Plaintiff argues that the trial court should not have dismissed the complaint based on the statute of limitations because the issue was not properly before the court. We disagree.

In response to plaintiffs complaint, defendants removed the matter to federal court *672 pursuant to 28 U.S.C. § 1443 (1994), and then filed motions in that court to dismiss on statute of limitations and other grounds. Concluding that 28 U.S.C. § 1443 did not permit removal of plaintiffs action, the federal court remanded the case without ruling on the motions. Defendants did not renew their motions in state court after the remand.

Plaintiff contends that, since defendants had not moved the state court to dismiss the case, the statute of limitations issue was not properly before that court, and the court should not have dismissed on that basis. We hold that the state court did not err in ruling on the motions to dismiss even though those motions were made in federal court prior to remand.

When a case is removed to federal court, the parties are not required to renew all outstanding motions. Rather, the case enters the federal system “in the same condition in which it left the state system.” In re Meyerland Co., 960 F.2d 512, 520 (5th Cir. 1992). In Granny Goose Foods, Inc. v. Brotherhood of Teamsters, Local No. 70, 415 U.S. 423, 435-36, 94 S.Ct. 1113, 1122, 39 L.Ed.2d 435, 448 (1974), the Supreme Court observed:

Judicial economy is promoted by providing that proceedings had in state court shall have full force and effect in federal court, so that pleadings filed in state court, for example, need not be duplicated in federal court.

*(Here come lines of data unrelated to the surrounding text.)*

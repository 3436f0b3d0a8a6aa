//! Drive Changes API for incremental synchronization
//!
//! Implements the change-feed pattern for Google Drive, which provides
//! efficient incremental sync by returning only items that changed since a
//! stored page token.
//!
//! ## Change Feed Flow
//!
//! 1. **Baseline**: Call [`start_page_token`] once; everything before that
//!    token is out of scope
//! 2. **Incremental sync**: Call [`list_changes`] with the stored token to
//!    get one page of changes
//! 3. **Pagination**: While the page carries a `next_page_token`, the
//!    caller advances its checkpoint to it and fetches the next page
//! 4. **New baseline**: The final page carries a `new_start_page_token`
//!    which becomes the cursor for the next sync cycle
//!
//! Pages are fetched one at a time, never auto-followed: the sync engine
//! commits its checkpoint between pages, so each fetch must stay an
//! individually resumable step.

use anyhow::{Context, Result};
use serde::Deserialize;
use tracing::{debug, warn};

use drivesync_core::domain::change::{ChangePage, ChangeRecord};
use drivesync_core::domain::newtypes::PageToken;

use crate::client::{ApiFile, DriveClient};

/// Field mask for change-feed queries
///
/// Keeping the mask explicit pins the response shape; `shortcutDetails` is
/// needed so shortcuts can be resolved to their targets before upload.
const CHANGES_FIELDS: &str = "newStartPageToken,nextPageToken,\
changes(fileId,removed,file(name,mimeType,modifiedTime,trashed,parents,shortcutDetails))";

// ============================================================================
// Drive API response types (JSON deserialization)
// ============================================================================

/// Raw response from `GET /changes/startPageToken`
#[derive(Debug, Deserialize)]
#[serde(rename_all = "camelCase")]
struct ApiStartPageToken {
    start_page_token: String,
}

/// Raw response from `GET /changes`
#[derive(Debug, Deserialize)]
#[serde(rename_all = "camelCase")]
struct ApiChangeList {
    /// Change entries in feed order
    #[serde(default)]
    changes: Vec<ApiChange>,

    /// Token for the next page (present while more pages exist)
    next_page_token: Option<String>,

    /// Baseline token for the next sync cycle (present on the last page)
    new_start_page_token: Option<String>,
}

/// A single change entry
#[derive(Debug, Deserialize)]
#[serde(rename_all = "camelCase")]
struct ApiChange {
    /// Id of the file the change refers to
    #[serde(default)]
    file_id: String,

    /// Whether the file was removed from the Drive entirely
    #[serde(default)]
    removed: bool,

    /// File resource (absent for removed files)
    file: Option<ApiFile>,
}

// ============================================================================
// ChangeParser - converts Drive API responses to port-level types
// ============================================================================

/// Parser for converting Drive change responses into port-level types
struct ChangeParser;

impl ChangeParser {
    /// Parse a single change entry into a port-level [`ChangeRecord`]
    ///
    /// Removed files carry no file resource; their record keeps empty
    /// name/MIME fields and the `removed` flag tells the engine to skip.
    fn parse_change(change: ApiChange) -> ChangeRecord {
        match change.file {
            Some(file) => {
                let meta = file.into_metadata(&change.file_id);
                ChangeRecord {
                    file_id: change.file_id,
                    removed: change.removed,
                    name: meta.name,
                    mime_type: meta.mime_type,
                    modified: meta.modified,
                    trashed: meta.trashed,
                    parents: meta.parents,
                    shortcut_target: meta.shortcut_target,
                }
            }
            None => ChangeRecord {
                file_id: change.file_id,
                removed: change.removed,
                name: String::new(),
                mime_type: String::new(),
                modified: None,
                trashed: false,
                parents: Vec::new(),
                shortcut_target: None,
            },
        }
    }

    /// Parse a complete change list into a port-level [`ChangePage`]
    fn parse_page(list: ApiChangeList) -> Result<ChangePage> {
        let records = list.changes.into_iter().map(Self::parse_change).collect();

        let next_page_token = list
            .next_page_token
            .map(PageToken::new)
            .transpose()
            .context("Malformed nextPageToken in change response")?;
        let new_start_token = list
            .new_start_page_token
            .map(PageToken::new)
            .transpose()
            .context("Malformed newStartPageToken in change response")?;

        Ok(ChangePage {
            records,
            next_page_token,
            new_start_token,
        })
    }
}

/// Parse a saved change-feed response without touching the network
///
/// Accepts either a full `GET /changes` response body or a bare JSON array
/// of change entries. Used for offline inspection of captured responses.
pub fn parse_change_dump(json: &str) -> Result<Vec<ChangeRecord>> {
    let changes: Vec<ApiChange> = if json.trim_start().starts_with('[') {
        serde_json::from_str(json).context("Malformed change entry array")?
    } else {
        let list: ApiChangeList =
            serde_json::from_str(json).context("Malformed change list response")?;
        list.changes
    };
    Ok(changes.into_iter().map(ChangeParser::parse_change).collect())
}

// ============================================================================
// Change feed functions
// ============================================================================

/// Acquires a fresh baseline token for the change feed
///
/// Makes `GET /changes/startPageToken`. The returned token marks "now":
/// only changes after this point will ever be delivered against it.
///
/// # Errors
///
/// Returns an error if the HTTP request fails, the API returns a
/// non-success status, or the response cannot be parsed.
pub async fn start_page_token(client: &DriveClient) -> Result<PageToken> {
    debug!("Acquiring change-feed baseline token");

    let response = client
        .request(reqwest::Method::GET, "/changes/startPageToken")
        .query(&[("supportsAllDrives", "true")])
        .send()
        .await
        .context("Failed to send startPageToken request")?;

    let body: ApiStartPageToken = DriveClient::check(response)
        .await
        .context("startPageToken request returned error status")?
        .json()
        .await
        .context("Failed to parse startPageToken response JSON")?;

    PageToken::new(body.start_page_token).context("API returned an invalid start page token")
}

/// Fetches a single page of the change feed at the given cursor
///
/// # Arguments
///
/// * `client` - The authenticated [`DriveClient`]
/// * `cursor` - Stored cursor or a previous page's continuation token
///
/// # Returns
///
/// A [`ChangePage`] with the records plus the continuation token
/// (`next_page_token` while more pages remain, `new_start_token` on the
/// final page).
pub async fn list_changes(client: &DriveClient, cursor: &PageToken) -> Result<ChangePage> {
    debug!(cursor = cursor.as_str(), "Fetching change page");

    let response = client
        .request(reqwest::Method::GET, "/changes")
        .query(&[
            ("pageToken", cursor.as_str()),
            ("spaces", "drive"),
            ("includeItemsFromAllDrives", "true"),
            ("supportsAllDrives", "true"),
            ("fields", CHANGES_FIELDS),
        ])
        .send()
        .await
        .context("Failed to send changes request")?;

    let list: ApiChangeList = DriveClient::check(response)
        .await
        .context("Changes request returned error status")?
        .json()
        .await
        .context("Failed to parse changes response JSON")?;

    let page = ChangeParser::parse_page(list)?;

    debug!(
        records = page.records.len(),
        has_more = page.has_more(),
        "Received change page"
    );

    if page.commit_token().is_none() {
        warn!("Change page carries neither nextPageToken nor newStartPageToken");
    }

    Ok(page)
}

// ============================================================================
// Tests
// ============================================================================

The effect to be given by a state court to pleadings filed in federal court prior to a remand, however, is a matter of state policy. See Ayres v. Wiswall, 112 U.S. 187, 5 S.Ct. 90, 28 L.Ed. 693 (Í884). Some state courts have held that motions and pleadings filed in federal court prior to remand may properly be considered by the state court. See Teamsters Local 515 v. Roadbuilders, Inc., 249 Ga. 418, 291 S.E.2d 698 (1982); Citizens National Bank v. First National Bank, 165 Ind. App. 116, 331 N.E.2d 471 (1975); Edward Hansen, Inc. v. Kearny Post Office Associates, 166 N.J.Super. 161, 399 A.2d 319 (1979). Other states have refused to consider issues raised in papers filed in federal court but not renewed in the state court after remand. See Citizens’ Light, Power & Telephone Co. v. Usnik, 26 N.M. 494, 194 P. 862 (1921); Tracy Loan & Trust Co. v. Mutual Life Insurance Co., 79 Utah 33, 7 P.2d 279 (1932).

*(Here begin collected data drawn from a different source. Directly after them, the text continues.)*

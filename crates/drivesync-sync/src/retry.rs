//! Retry logic for remote calls
//!
//! Transient errors (network, rate limiting, server errors, expired access
//! tokens) are retried with exponential backoff: 1s, 2s, 4s, 8s, 16s at the
//! default policy. Non-transient errors are returned immediately.

use std::time::Duration;

use anyhow::Result;
use tracing::{info, warn};

use drivesync_core::config::SyncConfig;

/// Backoff parameters for [`with_retry`]
#[derive(Debug, Clone, Copy)]
pub struct RetryPolicy {
    /// Maximum number of retries after the initial attempt
    pub max_retries: u32,
    /// Delay before the first retry; doubles each attempt
    pub base_delay: Duration,
}

impl Default for RetryPolicy {
    fn default() -> Self {
        Self {
            max_retries: 5,
            base_delay: Duration::from_secs(1),
        }
    }
}

impl RetryPolicy {
    /// Build a policy from the engine configuration
    pub fn from_config(config: &SyncConfig) -> Self {
        Self {
            max_retries: config.max_retries,
            base_delay: Duration::from_secs(config.retry_base_delay_secs),
        }
    }
}

/// Determines whether an error is transient (retryable)
///
/// Transient errors include:
/// - Network errors (connection refused, timeout, DNS)
/// - Rate limiting (HTTP 429)
/// - Server errors (HTTP 5xx)
/// - Expired access tokens (HTTP 401; a fresh request may succeed once the
///   token is re-minted)
pub fn is_transient_error(err: &anyhow::Error) -> bool {
    let err_str = format!("{err:#}").to_lowercase();

    // Network errors
    if err_str.contains("network")
        || err_str.contains("connection")
        || err_str.contains("timeout")
        || err_str.contains("dns")
        || err_str.contains("reset by peer")
        || err_str.contains("broken pipe")
    {
        return true;
    }

    // Rate limiting
    if err_str.contains("429")
        || err_str.contains("too many requests")
        || err_str.contains("rate limit")
    {
        return true;
    }

    // Expired or rejected access token
    if err_str.contains("401")
        || err_str.contains("unauthorized")
        || err_str.contains("token expired")
    {
        return true;
    }

    // Server errors (5xx)
    if err_str.contains("500")
        || err_str.contains("502")
        || err_str.contains("503")
        || err_str.contains("504")
        || err_str.contains("server error")
    {
        return true;
    }

    false
}

/// Executes an async operation with exponential backoff retry
///
/// Only retries on transient errors; non-transient errors are returned
/// immediately.
pub async fn with_retry<F, Fut, T>(policy: RetryPolicy, operation_name: &str, f: F) -> Result<T>
where
    F: Fn() -> Fut,
    Fut: std::future::Future<Output = Result<T>>,
{
    let mut last_error: Option<anyhow::Error> = None;

    for attempt in 0..=policy.max_retries {
        match f().await {
            Ok(value) => {
                if attempt > 0 {
                    info!(
                        operation = operation_name,
                        attempt, "Operation succeeded after retry"
                    );
                }
                return Ok(value);
            }
            Err(err) => {
                if attempt < policy.max_retries && is_transient_error(&err) {
                    let delay = policy.base_delay * 2u32.pow(attempt);
                    warn!(
                        operation = operation_name,
                        attempt,
                        delay_secs = delay.as_secs(),
                        error = %err,
                        "Transient error, retrying"
                    );
                    tokio::time::sleep(delay).await;
                    last_error = Some(err);
                } else {
                    return Err(err);
                }
            }
        }
    }

    Err(last_error.unwrap_or_else(|| anyhow::anyhow!("Retry exhausted for {}", operation_name)))
}
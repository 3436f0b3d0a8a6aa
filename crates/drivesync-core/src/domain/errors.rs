//! Domain error types
//!
//! This module defines error types specific to domain operations,
//! including validation failures and the engine-level error taxonomy.

use thiserror::Error;

/// Errors that can occur in domain operations
#[derive(Debug, Error, Clone, PartialEq, Eq)]
pub enum DomainError {
    /// Invalid Drive file identifier
    #[error("Invalid file id: {0}")]
    InvalidFileId(String),

    /// Invalid change-feed page token
    #[error("Invalid page token: {0}")]
    InvalidPageToken(String),

    /// Invalid object key format or content
    #[error("Invalid object key: {0}")]
    InvalidObjectKey(String),

    /// Generic validation failure
    #[error("Validation failed: {0}")]
    ValidationFailed(String),
}

/// Engine-level error taxonomy
///
/// Classifies failures observed during a sync run so the engine can decide
/// whether to retry, skip the record, or stop the run:
///
/// - `Transient` errors are retried with bounded exponential backoff.
/// - `RecordSkip` errors are logged into the run summary and processing
///   continues with the next record.
/// - `CheckpointWriteFailure` stops the run; the cursor stays at the last
///   fully committed page.
/// - `Configuration` errors fail the whole invocation immediately.
///
/// No error class ever triggers deletion or rollback of already-written
/// objects; overwrite idempotency makes re-attempting forward safe.
#[derive(Debug, Error)]
pub enum SyncError {
    /// Network timeout, rate limit, expired access token, 5xx
    #[error("Transient failure: {0}")]
    Transient(String),

    /// Unsupported native type, unresolvable path (cycle or missing ancestor)
    #[error("Record skipped ({file_id}): {reason}")]
    RecordSkip {
        /// The Drive file id of the record being skipped
        file_id: String,
        /// Why the record could not be processed
        reason: String,
    },

    /// The checkpoint store rejected the cursor write
    #[error("Checkpoint write failed: {0}")]
    CheckpointWriteFailure(String),

    /// Missing/invalid credential, missing checkpoint parameter
    #[error("Configuration failure: {0}")]
    Configuration(String),
}
//! Integration tests for drivesync-drive
//!
//! Uses wiremock to simulate the Drive v3 API and verifies end-to-end
//! behavior of the DriveClient, change-feed queries, metadata lookups,
//! downloads, and exports.

mod common;

mod test_changes;
mod test_content;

In our view, interests of efficiency and judicial economy favor a policy of giving continued effect to pleadings and motions filed in federal court prior to remand. This rule mirrors the federal post-removal procedure of picking the case up where it left off and avoids the necessity of duplicative filings. See Teamsters Local 515 v. Roadbuilders, Inc., supra; Edward Hansen, Inc. v. Kearny Post Office Associates, supra. Further, the rationale underlying older state court decisions refusing to give effect to federal pleadings filed prior to remand has been substantially undercut since the 1948 revision of the federal removal statute, 28 U.S.C. § 1446 (1994), which now expressly prohibits any proceeding in state court after removal and prior to remand. See Laguna Village, Inc. v. Laborers International Union Local No. 652, 35 Cal.3d 174, 197 Cal.Rptr. 99, 672 P.2d 882 (1983).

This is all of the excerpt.